▸ **INSTRUCTIONS TO FOLLOW**:
All the entries that follow are to be returned exactly.
:: GIVEN RECORDS
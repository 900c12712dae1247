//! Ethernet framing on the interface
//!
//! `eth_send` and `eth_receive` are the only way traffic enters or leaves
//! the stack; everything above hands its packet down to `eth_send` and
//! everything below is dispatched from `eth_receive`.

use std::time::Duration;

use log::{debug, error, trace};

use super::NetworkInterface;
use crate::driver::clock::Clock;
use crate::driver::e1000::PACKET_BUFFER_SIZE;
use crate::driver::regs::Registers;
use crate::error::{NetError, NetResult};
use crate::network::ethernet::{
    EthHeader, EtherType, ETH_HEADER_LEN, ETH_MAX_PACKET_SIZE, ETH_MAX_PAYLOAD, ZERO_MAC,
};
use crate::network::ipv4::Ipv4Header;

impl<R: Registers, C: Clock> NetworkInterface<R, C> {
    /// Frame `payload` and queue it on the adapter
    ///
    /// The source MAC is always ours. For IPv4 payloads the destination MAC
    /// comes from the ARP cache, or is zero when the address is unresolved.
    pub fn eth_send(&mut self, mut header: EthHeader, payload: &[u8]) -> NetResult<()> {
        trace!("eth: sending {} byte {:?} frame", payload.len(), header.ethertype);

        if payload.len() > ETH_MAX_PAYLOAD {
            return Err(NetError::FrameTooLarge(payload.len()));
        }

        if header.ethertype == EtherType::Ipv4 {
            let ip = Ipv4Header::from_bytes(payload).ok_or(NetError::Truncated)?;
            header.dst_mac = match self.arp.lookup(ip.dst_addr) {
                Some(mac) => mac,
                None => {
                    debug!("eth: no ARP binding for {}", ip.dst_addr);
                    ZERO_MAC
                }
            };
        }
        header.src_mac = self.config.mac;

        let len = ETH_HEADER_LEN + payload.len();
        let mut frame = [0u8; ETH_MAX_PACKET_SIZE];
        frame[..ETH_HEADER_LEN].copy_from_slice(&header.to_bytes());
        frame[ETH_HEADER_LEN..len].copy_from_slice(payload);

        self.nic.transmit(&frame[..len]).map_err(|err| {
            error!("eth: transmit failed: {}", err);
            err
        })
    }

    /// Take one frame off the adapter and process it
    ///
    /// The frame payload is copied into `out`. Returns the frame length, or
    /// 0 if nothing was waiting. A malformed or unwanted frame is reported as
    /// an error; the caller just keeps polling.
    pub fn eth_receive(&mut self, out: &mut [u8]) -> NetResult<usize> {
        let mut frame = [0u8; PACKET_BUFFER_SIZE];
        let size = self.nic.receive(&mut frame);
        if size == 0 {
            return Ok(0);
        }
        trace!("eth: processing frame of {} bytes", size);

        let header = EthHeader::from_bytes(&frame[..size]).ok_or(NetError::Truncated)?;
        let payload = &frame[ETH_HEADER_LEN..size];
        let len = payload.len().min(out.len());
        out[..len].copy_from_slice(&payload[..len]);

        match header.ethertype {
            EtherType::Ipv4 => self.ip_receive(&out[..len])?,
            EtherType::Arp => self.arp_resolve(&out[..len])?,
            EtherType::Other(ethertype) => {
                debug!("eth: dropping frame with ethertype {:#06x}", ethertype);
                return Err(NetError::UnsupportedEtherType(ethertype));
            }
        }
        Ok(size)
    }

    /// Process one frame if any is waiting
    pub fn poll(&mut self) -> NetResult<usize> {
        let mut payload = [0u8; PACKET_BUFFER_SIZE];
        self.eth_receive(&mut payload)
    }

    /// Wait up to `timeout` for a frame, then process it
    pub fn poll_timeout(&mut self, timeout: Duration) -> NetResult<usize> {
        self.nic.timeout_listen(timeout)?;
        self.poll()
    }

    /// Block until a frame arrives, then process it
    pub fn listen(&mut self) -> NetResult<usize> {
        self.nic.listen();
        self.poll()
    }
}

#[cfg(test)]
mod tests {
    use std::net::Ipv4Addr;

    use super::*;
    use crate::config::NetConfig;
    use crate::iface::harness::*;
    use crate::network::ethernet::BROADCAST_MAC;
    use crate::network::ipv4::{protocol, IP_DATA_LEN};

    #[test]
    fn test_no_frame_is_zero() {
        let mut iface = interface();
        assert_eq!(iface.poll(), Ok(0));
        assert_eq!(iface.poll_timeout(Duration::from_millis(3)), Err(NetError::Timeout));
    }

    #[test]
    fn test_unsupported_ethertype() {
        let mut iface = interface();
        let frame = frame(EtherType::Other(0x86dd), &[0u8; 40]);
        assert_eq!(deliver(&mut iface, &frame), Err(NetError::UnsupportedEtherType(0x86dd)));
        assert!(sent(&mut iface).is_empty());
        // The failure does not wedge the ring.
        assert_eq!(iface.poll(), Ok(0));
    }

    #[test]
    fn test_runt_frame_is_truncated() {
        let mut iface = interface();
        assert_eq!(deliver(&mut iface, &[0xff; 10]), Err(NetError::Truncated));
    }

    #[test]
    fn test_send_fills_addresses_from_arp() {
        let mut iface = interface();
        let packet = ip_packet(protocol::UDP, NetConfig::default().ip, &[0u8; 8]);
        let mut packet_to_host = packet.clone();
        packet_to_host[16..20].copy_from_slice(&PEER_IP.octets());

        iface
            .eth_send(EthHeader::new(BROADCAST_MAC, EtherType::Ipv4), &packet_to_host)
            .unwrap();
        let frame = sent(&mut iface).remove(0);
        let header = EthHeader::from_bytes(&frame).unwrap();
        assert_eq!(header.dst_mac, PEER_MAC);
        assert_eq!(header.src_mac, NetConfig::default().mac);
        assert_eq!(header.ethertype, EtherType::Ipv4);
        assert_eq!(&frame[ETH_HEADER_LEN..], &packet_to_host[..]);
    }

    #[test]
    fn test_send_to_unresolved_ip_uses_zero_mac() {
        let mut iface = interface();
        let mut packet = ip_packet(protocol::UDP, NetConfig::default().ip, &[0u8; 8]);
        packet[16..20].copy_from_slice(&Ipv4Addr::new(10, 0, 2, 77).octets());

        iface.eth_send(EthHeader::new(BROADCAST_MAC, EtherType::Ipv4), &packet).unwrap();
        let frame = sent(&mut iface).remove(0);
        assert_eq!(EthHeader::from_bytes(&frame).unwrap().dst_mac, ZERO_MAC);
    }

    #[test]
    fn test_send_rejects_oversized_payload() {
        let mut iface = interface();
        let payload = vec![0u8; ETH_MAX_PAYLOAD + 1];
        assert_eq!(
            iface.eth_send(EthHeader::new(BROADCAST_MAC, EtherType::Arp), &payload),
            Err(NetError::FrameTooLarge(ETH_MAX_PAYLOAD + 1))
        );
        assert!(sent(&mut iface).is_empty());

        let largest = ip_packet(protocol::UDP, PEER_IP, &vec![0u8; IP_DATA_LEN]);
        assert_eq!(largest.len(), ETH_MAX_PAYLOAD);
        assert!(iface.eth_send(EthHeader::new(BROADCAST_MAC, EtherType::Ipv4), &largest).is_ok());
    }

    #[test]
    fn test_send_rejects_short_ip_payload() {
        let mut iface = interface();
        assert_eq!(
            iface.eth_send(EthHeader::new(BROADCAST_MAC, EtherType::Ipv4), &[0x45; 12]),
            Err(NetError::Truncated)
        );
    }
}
::::
▸ **WRITTEN ANSWER**:
repository 900c12712dae1247
//! Ethernet framing on the interface
//!
//! `eth_send` and `eth_receive` are the only way traffic enters or leaves
//! the stack; everything above hands its packet down to `eth_send` and
//! everything below is dispatched from `eth_receive`.

use std::time::Duration;

use log::{debug, error, trace};

use super::NetworkInterface;
use crate::driver::clock::Clock;
use crate::driver::e1000::PACKET_BUFFER_SIZE;
use crate::driver::regs::Registers;
use crate::error::{NetError, NetResult};
use crate::network::ethernet::{
    EthHeader, EtherType, ETH_HEADER_LEN, ETH_MAX_PACKET_SIZE, ETH_MAX_PAYLOAD, ZERO_MAC,
};
use crate::network::ipv4::Ipv4Header;

impl<R: Registers, C: Clock> NetworkInterface<R, C> {
    /// Frame `payload` and queue it on the adapter
    ///
    /// The source MAC is always ours. For IPv4 payloads the destination MAC
    /// comes from the ARP cache, or is zero when the address is unresolved.
    pub fn eth_send(&mut self, mut header: EthHeader, payload: &[u8]) -> NetResult<()> {
        trace!("eth: sending {} byte {:?} frame", payload.len(), header.ethertype);

        if payload.len() > ETH_MAX_PAYLOAD {
            return Err(NetError::FrameTooLarge(payload.len()));
        }

        if header.ethertype == EtherType::Ipv4 {
            let ip = Ipv4Header::from_bytes(payload).ok_or(NetError::Truncated)?;
            header.dst_mac = match self.arp.lookup(ip.dst_addr) {
                Some(mac) => mac,
                None => {
                    debug!("eth: no ARP binding for {}", ip.dst_addr);
                    ZERO_MAC
                }
            };
        }
        header.src_mac = self.config.mac;

        let len = ETH_HEADER_LEN + payload.len();
        let mut frame = [0u8; ETH_MAX_PACKET_SIZE];
        frame[..ETH_HEADER_LEN].copy_from_slice(&header.to_bytes());
        frame[ETH_HEADER_LEN..len].copy_from_slice(payload);

        self.nic.transmit(&frame[..len]).map_err(|err| {
            error!("eth: transmit failed: {}", err);
            err
        })
    }

    /// Take one frame off the adapter and process it
    ///
    /// The frame payload is copied into `out`. Returns the frame length, or
    /// 0 if nothing was waiting. A malformed or unwanted frame is reported as
    /// an error; the caller just keeps polling.
    pub fn eth_receive(&mut self, out: &mut [u8]) -> NetResult<usize> {
        let mut frame = [0u8; PACKET_BUFFER_SIZE];
        let size = self.nic.receive(&mut frame);
        if size == 0 {
            return Ok(0);
        }
        trace!("eth: processing frame of {} bytes", size);

        let header = EthHeader::from_bytes(&frame[..size]).ok_or(NetError::Truncated)?;
        let payload = &frame[ETH_HEADER_LEN..size];
        let len = payload.len().min(out.len());
        out[..len].copy_from_slice(&payload[..len]);

        match header.ethertype {
            EtherType::Ipv4 => self.ip_receive(&out[..len])?,
            EtherType::Arp => self.arp_resolve(&out[..len])?,
            EtherType::Other(ethertype) => {
                debug!("eth: dropping frame with ethertype {:#06x}", ethertype);
                return Err(NetError::UnsupportedEtherType(ethertype));
            }
        }
        Ok(size)
    }

    /// Process one frame if any is waiting
    pub fn poll(&mut self) -> NetResult<usize> {
        let mut payload = [0u8; PACKET_BUFFER_SIZE];
        self.eth_receive(&mut payload)
    }

    /// Wait up to `timeout` for a frame, then process it
    pub fn poll_timeout(&mut self, timeout: Duration) -> NetResult<usize> {
        self.nic.timeout_listen(timeout)?;
        self.poll()
    }

    /// Block until a frame arrives, then process it
    pub fn listen(&mut self) -> NetResult<usize> {
        self.nic.listen();
        self.poll()
    }
}

#[cfg(test)]
mod tests {
    use std::net::Ipv4Addr;

    use super::*;
    use crate::config::NetConfig;
    use crate::iface::harness::*;
    use crate::network::ethernet::BROADCAST_MAC;
    use crate::network::ipv4::{protocol, IP_DATA_LEN};

    #[test]
    fn test_no_frame_is_zero() {
        let mut iface = interface();
        assert_eq!(iface.poll(), Ok(0));
        assert_eq!(iface.poll_timeout(Duration::from_millis(3)), Err(NetError::Timeout));
    }

    #[test]
    fn test_unsupported_ethertype() {
        let mut iface = interface();
        let frame = frame(EtherType::Other(0x86dd), &[0u8; 40]);
        assert_eq!(deliver(&mut iface, &frame), Err(NetError::UnsupportedEtherType(0x86dd)));
        assert!(sent(&mut iface).is_empty());
        // The failure does not wedge the ring.
        assert_eq!(iface.poll(), Ok(0));
    }

    #[test]
    fn test_runt_frame_is_truncated() {
        let mut iface = interface();
        assert_eq!(deliver(&mut iface, &[0xff; 10]), Err(NetError::Truncated));
    }

    #[test]
    fn test_send_fills_addresses_from_arp() {
        let mut iface = interface();
        let packet = ip_packet(protocol::UDP, NetConfig::default().ip, &[0u8; 8]);
        let mut packet_to_host = packet.clone();
        packet_to_host[16..20].copy_from_slice(&PEER_IP.octets());

        iface
            .eth_send(EthHeader::new(BROADCAST_MAC, EtherType::Ipv4), &packet_to_host)
            .unwrap();
        let frame = sent(&mut iface).remove(0);
        let header = EthHeader::from_bytes(&frame).unwrap();
        assert_eq!(header.dst_mac, PEER_MAC);
        assert_eq!(header.src_mac, NetConfig::default().mac);
        assert_eq!(header.ethertype, EtherType::Ipv4);
        assert_eq!(&frame[ETH_HEADER_LEN..], &packet_to_host[..]);
    }

    #[test]
    fn test_send_to_unresolved_ip_uses_zero_mac() {
        let mut iface = interface();
        let mut packet = ip_packet(protocol::UDP, NetConfig::default().ip, &[0u8; 8]);
        packet[16..20].copy_from_slice(&Ipv4Addr::new(10, 0, 2, 77).octets());

        iface.eth_send(EthHeader::new(BROADCAST_MAC, EtherType::Ipv4), &packet).unwrap();
        let frame = sent(&mut iface).remove(0);
        assert_eq!(EthHeader::from_bytes(&frame).unwrap().dst_mac, ZERO_MAC);
    }

    #[test]
    fn test_send_rejects_oversized_payload() {
        let mut iface = interface();
        let payload = vec![0u8; ETH_MAX_PAYLOAD + 1];
        assert_eq!(
            iface.eth_send(EthHeader::new(BROADCAST_MAC, EtherType::Arp), &payload),
            Err(NetError::FrameTooLarge(ETH_MAX_PAYLOAD + 1))
        );
        assert!(sent(&mut iface).is_empty());

        let largest = ip_packet(protocol::UDP, PEER_IP, &vec![0u8; IP_DATA_LEN]);
        assert_eq!(largest.len(), ETH_MAX_PAYLOAD);
        assert!(iface.eth_send(EthHeader::new(BROADCAST_MAC, EtherType::Ipv4), &largest).is_ok());
    }

    #[test]
    fn test_send_rejects_short_ip_payload() {
        let mut iface = interface();
        assert_eq!(
            iface.eth_send(EthHeader::new(BROADCAST_MAC, EtherType::Ipv4), &[0x45; 12]),
            Err(NetError::Truncated)
        );
    }
}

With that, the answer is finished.